Answer: The catnip plant has oil by the name of”nepetalactone” in it. When nepetalactone hit the olfactory receptors – er – the scent hits their noses, the oil stimulates receptors that sense chemicals called “pheromones.”
This causes a chemical reaction which gives a feline a feeling of euphoria or overwhelming glee.
In other words…
They get a safe high.
It looks like the effect that catnip has on cats is compared to a hallucinogen on humans. Thankfully, the effects don’t last too long.
Some cats have reactions such as growling, drooling, purring, or rolling around on the floor with the catnip like they lost all their senses. Others seem to pay no attention to it at all.
Research shows that only 50% to 75% of cats have a reaction to catnip. It also seems to be in the genes – if a cat who doesn’t react has kittens, it is likely that the kittens won’t react either.
Fun fact: The majority of cats in Australia don’t react to catnip.
Catnip also affects cats besides the housecats – tigers, leopards, lions and other wild cats.

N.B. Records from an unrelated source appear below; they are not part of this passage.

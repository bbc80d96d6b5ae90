use rust_decimal::Decimal;
use serde::{Deserialize, Serialize};

use super::{Action, OrderType};
use crate::values::OrderId;

/// Order ticket sent to the peer
#[derive(Debug, Clone, PartialEq, Serialize, Deserialize)]
pub struct Order {
    /// 0 until the order is placed; bracket children carry their own id
    pub order_id: OrderId,
    pub action: Action,
    pub order_type: OrderType,
    pub total_quantity: Decimal,
    /// Required for limit orders
    pub limit_price: Option<f64>,
    /// Trigger price for stop / market-if-touched orders
    pub aux_price: Option<f64>,
    /// Parent order id for bracket children (0 = none)
    pub parent_id: OrderId,
    /// Whether the peer should transmit immediately
    pub transmit: bool,
    /// Allow execution outside regular trading hours
    pub outside_rth: bool,
}

impl Order {
    /// Create a transmitting order with no prices set
    pub fn new(action: Action, order_type: OrderType, total_quantity: Decimal) -> Self {
        Self {
            order_id: 0,
            action,
            order_type,
            total_quantity,
            limit_price: None,
            aux_price: None,
            parent_id: 0,
            transmit: true,
            outside_rth: false,
        }
    }

    /// Validate the order based on order type requirements
    pub fn validate(&self) -> bool {
        if self.total_quantity <= Decimal::ZERO {
            return false;
        }
        match self.order_type {
            OrderType::Market => true,
            OrderType::Limit => self.limit_price.is_some(),
            OrderType::MarketIfTouched | OrderType::Stop => self.aux_price.is_some(),
        }
    }

    /// Whether this order is a bracket child
    pub fn is_child(&self) -> bool {
        self.parent_id != 0
    }
}

#[cfg(test)]
mod tests {
    use super::*;
    use rust_decimal_macros::dec;

    #[test]
    fn test_validate() {
        let market = Order::new(Action::Buy, OrderType::Market, dec!(10));
        assert!(market.validate());

        let mut limit = Order::new(Action::Sell, OrderType::Limit, dec!(10));
        assert!(!limit.validate());
        limit.limit_price = Some(101.5);
        assert!(limit.validate());

        let empty = Order::new(Action::Buy, OrderType::Market, dec!(0));
        assert!(!empty.validate());
    }
}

And it repels bugs! Mosquitoes, termites, roaches, and flies hate it. The chemicals are stronger than DEET! Sadly, it loses it’s superpower when applied to the skin. But still, this makes me want to plant catnip all over the place. Arkansas has some serious mosquito problems.

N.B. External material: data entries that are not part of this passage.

use chrono::{DateTime, FixedOffset, NaiveDate, NaiveDateTime, TimeZone, Utc};
use chrono_tz::Tz;
use rust_decimal::Decimal;
use serde::{Deserialize, Serialize};
use std::str::FromStr;
use thiserror::Error;

use crate::values::Timestamp;

const DATE_TIME_FORMAT: &str = "%Y%m%d %H:%M:%S";

/// Errors from decoding a bar time stamp
#[derive(Error, Debug, Clone, PartialEq, Eq)]
pub enum BarTimeError {
    #[error("Malformed bar time: {0}")]
    Malformed(String),

    #[error("Unsupported time zone: {0}")]
    UnsupportedTimeZone(String),
}

/// OHLCV bar, normalized to UTC
#[derive(Debug, Clone, PartialEq, Serialize, Deserialize)]
pub struct Bar {
    pub time: Timestamp,
    pub open: f64,
    pub high: f64,
    pub low: f64,
    pub close: f64,
    pub volume: Decimal,
    pub wap: Decimal,
    pub count: i32,
}

impl Bar {
    #[allow(clippy::too_many_arguments)]
    pub fn new(
        time: Timestamp,
        open: f64,
        high: f64,
        low: f64,
        close: f64,
        volume: Decimal,
        wap: Decimal,
        count: i32,
    ) -> Self {
        Self {
            time,
            open,
            high,
            low,
            close,
            volume,
            wap,
            count,
        }
    }

    /// Bar stamped with epoch seconds (realtime bars)
    #[allow(clippy::too_many_arguments)]
    pub fn from_epoch(
        epoch_secs: i64,
        open: f64,
        high: f64,
        low: f64,
        close: f64,
        volume: Decimal,
        wap: Decimal,
        count: i32,
    ) -> Result<Self, BarTimeError> {
        let time = DateTime::from_timestamp(epoch_secs, 0)
            .ok_or_else(|| BarTimeError::Malformed(epoch_secs.to_string()))?;
        Ok(Self::new(time, open, high, low, close, volume, wap, count))
    }

    /// Price range of the bar
    pub fn range(&self) -> f64 {
        self.high - self.low
    }
}

/// Historical bar as delivered by the peer, with its date still encoded
#[derive(Debug, Clone, PartialEq, Serialize, Deserialize)]
pub struct BarData {
    pub date: String,
    pub open: f64,
    pub high: f64,
    pub low: f64,
    pub close: f64,
    pub volume: Decimal,
    pub wap: Decimal,
    pub bar_count: i32,
}

impl BarData {
    /// Decode the date and convert to a UTC [`Bar`]
    pub fn to_bar(&self) -> Result<Bar, BarTimeError> {
        Ok(Bar::new(
            parse_bar_time(&self.date)?,
            self.open,
            self.high,
            self.low,
            self.close,
            self.volume,
            self.wap,
            self.bar_count,
        ))
    }
}

/// Parse a historical bar date into UTC.
///
/// Accepted shapes:
/// - `YYYYMMDD` (daily bars, midnight UTC)
/// - epoch seconds
/// - `YYYYMMDD HH:MM:SS` (taken as UTC)
/// - `YYYYMMDD HH:MM:SS <zone>` where zone is `UTC`, `GMT`, `Z`, `±HH:MM`
///   or an IANA name such as `US/Eastern`
pub fn parse_bar_time(raw: &str) -> Result<Timestamp, BarTimeError> {
    let raw = raw.trim();
    let malformed = || BarTimeError::Malformed(raw.to_string());

    if !raw.is_empty() && raw.bytes().all(|b| b.is_ascii_digit()) {
        if raw.len() == 8 {
            let date = NaiveDate::parse_from_str(raw, "%Y%m%d").map_err(|_| malformed())?;
            return date
                .and_hms_opt(0, 0, 0)
                .map(|naive| naive.and_utc())
                .ok_or_else(malformed);
        }
        let secs: i64 = raw.parse().map_err(|_| malformed())?;
        return DateTime::from_timestamp(secs, 0).ok_or_else(malformed);
    }

    if let Ok(naive) = NaiveDateTime::parse_from_str(raw, DATE_TIME_FORMAT) {
        return Ok(naive.and_utc());
    }

    let (stamp, zone) = raw.rsplit_once(' ').ok_or_else(malformed)?;
    let naive = NaiveDateTime::parse_from_str(stamp.trim(), DATE_TIME_FORMAT)
        .map_err(|_| malformed())?;

    let utc = match parse_offset(zone) {
        Some(offset) => to_utc(&offset, &naive),
        None => to_utc(&parse_named_zone(zone)?, &naive),
    };
    utc.ok_or_else(malformed)
}

/// Local wall time to UTC. A repeated hour at a DST fall-back resolves to
/// its first occurrence; a skipped hour has no instant.
fn to_utc<Z: TimeZone>(zone: &Z, naive: &NaiveDateTime) -> Option<Timestamp> {
    zone.from_local_datetime(naive)
        .earliest()
        .map(|local| local.with_timezone(&Utc))
}

/// `UTC`-like names and numeric `±HH:MM` / `±HHMM` offsets
fn parse_offset(zone: &str) -> Option<FixedOffset> {
    if matches!(zone, "UTC" | "GMT" | "Z") {
        return FixedOffset::east_opt(0);
    }

    let (sign, digits) = match zone.as_bytes().first() {
        Some(b'+') => (1, &zone[1..]),
        Some(b'-') => (-1, &zone[1..]),
        _ => return None,
    };

    let digits: String = digits.chars().filter(|c| *c != ':').collect();
    if digits.len() != 4 || !digits.bytes().all(|b| b.is_ascii_digit()) {
        return None;
    }

    let hours: i32 = digits[..2].parse().ok()?;
    let minutes: i32 = digits[2..].parse().ok()?;
    FixedOffset::east_opt(sign * (hours * 3600 + minutes * 60))
}

fn parse_named_zone(zone: &str) -> Result<Tz, BarTimeError> {
    Tz::from_str(zone).map_err(|_| BarTimeError::UnsupportedTimeZone(zone.to_string()))
}

#[cfg(test)]
mod tests {
    use super::*;
    use chrono::Timelike;
    use rust_decimal_macros::dec;

    #[test]
    fn test_parse_utc_zone() {
        let time = parse_bar_time("20231201 09:30:00 UTC").unwrap();
        assert_eq!(time.to_rfc3339(), "2023-12-01T09:30:00+00:00");
    }

    #[test]
    fn test_parse_offset_zone() {
        let time = parse_bar_time("20231201 09:30:00 +02:00").unwrap();
        assert_eq!(time.hour(), 7);

        let time = parse_bar_time("20231201 09:30:00 -0500").unwrap();
        assert_eq!(time.hour(), 14);
    }

    #[test]
    fn test_parse_without_zone() {
        let time = parse_bar_time("20231201 16:00:00").unwrap();
        assert_eq!(time.hour(), 16);
    }

    #[test]
    fn test_parse_date_only_and_epoch() {
        let day = parse_bar_time("20231201").unwrap();
        assert_eq!(day.to_rfc3339(), "2023-12-01T00:00:00+00:00");

        let epoch = parse_bar_time("1701234567").unwrap();
        assert_eq!(epoch.timestamp(), 1701234567);
    }

    #[test]
    fn test_parse_named_zone() {
        // Eastern standard time in December, daylight time in July
        let winter = parse_bar_time("20231201 09:30:00 US/Eastern").unwrap();
        assert_eq!(winter.to_rfc3339(), "2023-12-01T14:30:00+00:00");

        let summer = parse_bar_time("20230703 09:30:00 America/New_York").unwrap();
        assert_eq!(summer.to_rfc3339(), "2023-07-03T13:30:00+00:00");

        let london = parse_bar_time("20231201 08:00:00 Europe/London").unwrap();
        assert_eq!(london.hour(), 8);
    }

    #[test]
    fn test_unknown_zone_rejected() {
        assert_eq!(
            parse_bar_time("20231201 09:30:00 Mars/Olympus"),
            Err(BarTimeError::UnsupportedTimeZone("Mars/Olympus".to_string()))
        );
        assert!(matches!(
            parse_bar_time("yesterday"),
            Err(BarTimeError::Malformed(_))
        ));
    }

    #[test]
    fn test_skipped_local_hour_is_malformed() {
        // 02:30 does not exist on the spring-forward day
        assert!(matches!(
            parse_bar_time("20230312 02:30:00 US/Eastern"),
            Err(BarTimeError::Malformed(_))
        ));
    }

    #[test]
    fn test_bar_data_to_bar() {
        let data = BarData {
            date: "20231201 09:30:00 UTC".to_string(),
            open: 150.0,
            high: 151.0,
            low: 149.5,
            close: 150.5,
            volume: dec!(1000),
            wap: dec!(150.25),
            bar_count: 10,
        };

        let bar = data.to_bar().unwrap();
        assert_eq!(bar.close, 150.5);
        assert_eq!(bar.range(), 1.5);
        assert_eq!(bar.count, 10);
    }
}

And as for humans… oddly enough, when ingested as a tea, it can act like a sedative.
If you have followed along with Wonder Wednesdays long, you probably noticed that I usually use stock images for them. However, in this edition of Wonder Wednesday, all the photos are mine. These are all lovely cats I’ve had over the years. Some have passed away, and others I gave away as kittens.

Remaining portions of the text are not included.